Immunoreactive renin in human brain: distribution and properties.

Abstract

Readily detectable levels of renin activity were demonstrated in the human brain. This activity was inhibited by specific antibody raised against human renal renin, indicating that it was not due to the nonspecific action of proteases such as cathepsin D. The pineal gland was found to be the richest source of renin followed by the pituitary, hypothalamus and hippocampus. The substantia nigra, caudate nucleus, putamen and thalamus contained moderately high concentrations of renin.

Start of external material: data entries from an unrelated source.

// registry.rs — Privilege grant/revoke administration.
//
// The registry owns the grant records and persists them as a single JSON
// file (`privileges.json`). Grant and revoke are idempotent: repeating an
// operation the system is already in the requested state for is a no-op,
// not an error.

use std::fs;
use std::path::{Path, PathBuf};

use uuid::Uuid;

use lf_laudo::{Privilege, Role};

use crate::error::PrivilegeError;
use crate::grant::PrivilegeGrant;

/// File-backed registry of privilege grants.
pub struct PrivilegeRegistry {
    path: PathBuf,
    grants: Vec<PrivilegeGrant>,
}

impl PrivilegeRegistry {
    /// Open (or create) the registry at the given file path.
    pub fn open(path: impl AsRef<Path>) -> Result<Self, PrivilegeError> {
        let path = path.as_ref().to_path_buf();
        let grants = if path.exists() {
            let json = fs::read_to_string(&path).map_err(|source| PrivilegeError::Io {
                path: path.clone(),
                source,
            })?;
            serde_json::from_str(&json)?
        } else {
            Vec::new()
        };
        Ok(Self { path, grants })
    }

    /// Grant a privilege to a technician.
    ///
    /// Returns `Ok(true)` if a new grant was recorded, `Ok(false)` if the
    /// user already holds an active grant (idempotent no-op). Grants to any
    /// role other than tecnico are refused.
    pub fn grant(
        &mut self,
        user_id: Uuid,
        role: Role,
        privilege: Privilege,
        granted_by: Uuid,
    ) -> Result<bool, PrivilegeError> {
        if role != Role::Tecnico {
            return Err(PrivilegeError::NotGrantable { user_id, role });
        }

        if self.has_active(user_id, privilege) {
            return Ok(false);
        }

        self.grants
            .push(PrivilegeGrant::new(user_id, privilege, granted_by));
        self.persist()?;
        tracing::info!(%user_id, %privilege, %granted_by, "privilege granted");
        Ok(true)
    }

    /// Revoke a privilege.
    ///
    /// Returns `Ok(true)` if an active grant was revoked, `Ok(false)` if
    /// there was nothing to revoke (idempotent no-op).
    pub fn revoke(&mut self, user_id: Uuid, privilege: Privilege) -> Result<bool, PrivilegeError> {
        let mut revoked = false;
        for grant in &mut self.grants {
            if grant.user_id == user_id && grant.privilege == privilege && grant.is_active {
                grant.revoke();
                revoked = true;
            }
        }
        if revoked {
            self.persist()?;
            tracing::info!(%user_id, %privilege, "privilege revoked");
        }
        Ok(revoked)
    }

    /// Active privileges for a user, for building an [`lf_laudo::Actor`].
    pub fn active_privileges(&self, user_id: Uuid) -> Vec<Privilege> {
        let mut privileges: Vec<Privilege> = self
            .grants
            .iter()
            .filter(|g| g.user_id == user_id && g.is_active)
            .map(|g| g.privilege)
            .collect();
        privileges.dedup();
        privileges
    }

    pub fn has_active(&self, user_id: Uuid, privilege: Privilege) -> bool {
        self.grants
            .iter()
            .any(|g| g.user_id == user_id && g.privilege == privilege && g.is_active)
    }

    /// All grant records, including revoked ones.
    pub fn all(&self) -> &[PrivilegeGrant] {
        &self.grants
    }

    fn persist(&self) -> Result<(), PrivilegeError> {
        if let Some(parent) = self.path.parent() {
            fs::create_dir_all(parent).map_err(|source| PrivilegeError::Io {
                path: parent.to_path_buf(),
                source,
            })?;
        }
        let json = serde_json::to_string_pretty(&self.grants)?;
        fs::write(&self.path, json).map_err(|source| PrivilegeError::Io {
            path: self.path.clone(),
            source,
        })
    }
}

#[cfg(test)]
mod tests {
    use super::*;
    use tempfile::tempdir;

    fn registry(dir: &Path) -> PrivilegeRegistry {
        PrivilegeRegistry::open(dir.join("privileges.json")).unwrap()
    }

    #[test]
    fn grant_and_lookup() {
        let dir = tempdir().unwrap();
        let mut reg = registry(dir.path());

        let user = Uuid::new_v4();
        let admin = Uuid::new_v4();
        assert!(reg
            .grant(user, Role::Tecnico, Privilege::FinalizeLaudos, admin)
            .unwrap());
        assert!(reg.has_active(user, Privilege::FinalizeLaudos));
        assert_eq!(
            reg.active_privileges(user),
            vec![Privilege::FinalizeLaudos]
        );
    }

    #[test]
    fn grant_is_idempotent() {
        let dir = tempdir().unwrap();
        let mut reg = registry(dir.path());

        let user = Uuid::new_v4();
        let admin = Uuid::new_v4();
        assert!(reg
            .grant(user, Role::Tecnico, Privilege::FinalizeLaudos, admin)
            .unwrap());
        // Second grant is a no-op, not an error and not a duplicate record.
        assert!(!reg
            .grant(user, Role::Tecnico, Privilege::FinalizeLaudos, admin)
            .unwrap());
        assert_eq!(reg.all().len(), 1);
    }

    #[test]
    fn grant_refused_for_non_tecnico() {
        let dir = tempdir().unwrap();
        let mut reg = registry(dir.path());

        let result = reg.grant(
            Uuid::new_v4(),
            Role::Vendedor,
            Privilege::FinalizeLaudos,
            Uuid::new_v4(),
        );
        assert!(matches!(result, Err(PrivilegeError::NotGrantable { .. })));
    }

    #[test]
    fn revoke_is_idempotent() {
        let dir = tempdir().unwrap();
        let mut reg = registry(dir.path());

        let user = Uuid::new_v4();
        reg.grant(user, Role::Tecnico, Privilege::FinalizeLaudos, Uuid::new_v4())
            .unwrap();

        assert!(reg.revoke(user, Privilege::FinalizeLaudos).unwrap());
        assert!(!reg.has_active(user, Privilege::FinalizeLaudos));
        // Nothing left to revoke.
        assert!(!reg.revoke(user, Privilege::FinalizeLaudos).unwrap());
    }

    #[test]
    fn regrant_after_revoke() {
        let dir = tempdir().unwrap();
        let mut reg = registry(dir.path());

        let user = Uuid::new_v4();
        let admin = Uuid::new_v4();
        reg.grant(user, Role::Tecnico, Privilege::FinalizeLaudos, admin)
            .unwrap();
        reg.revoke(user, Privilege::FinalizeLaudos).unwrap();
        assert!(reg
            .grant(user, Role::Tecnico, Privilege::FinalizeLaudos, admin)
            .unwrap());
        assert!(reg.has_active(user, Privilege::FinalizeLaudos));
        // History keeps the revoked record.
        assert_eq!(reg.all().len(), 2);
    }

    #[test]
    fn registry_survives_reopen() {
        let dir = tempdir().unwrap();
        let path = dir.path().join("privileges.json");
        let user = Uuid::new_v4();

        {
            let mut reg = PrivilegeRegistry::open(&path).unwrap();
            reg.grant(user, Role::Tecnico, Privilege::FinalizeLaudos, Uuid::new_v4())
                .unwrap();
        }

        let reg = PrivilegeRegistry::open(&path).unwrap();
        assert!(reg.has_active(user, Privilege::FinalizeLaudos));
    }
}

The brain renins from pineal and pituitary glands shared some biochemical features with well-known kidney renin, such as molecular weight (46,000 daltons for pineal renin; 37,000-45,000 daltons for pituitary renin), optimum pH (6.0-7.0), the presence of trypsin activatable inactive renin, and a glycoprotein nature. However, the electrofocusing pattern of renin from pituitary tissue (pI = 4.43, 5.77) differed from that of plasma and kidney enzymes heretofore reported, a discrepancy which could be interpreted as evidence for the endogeneous synthesis of renin in the brain tissue. Furthermore, a high activity of immunoreactive renin was found in human neuroblastoma tissue. The biochemical characteristics of the neuroblastomal renin were generally similar to the known properties of kidney renin in many respects, providing evidence of the presence of the renin-angiotensin system within human neuronal cells.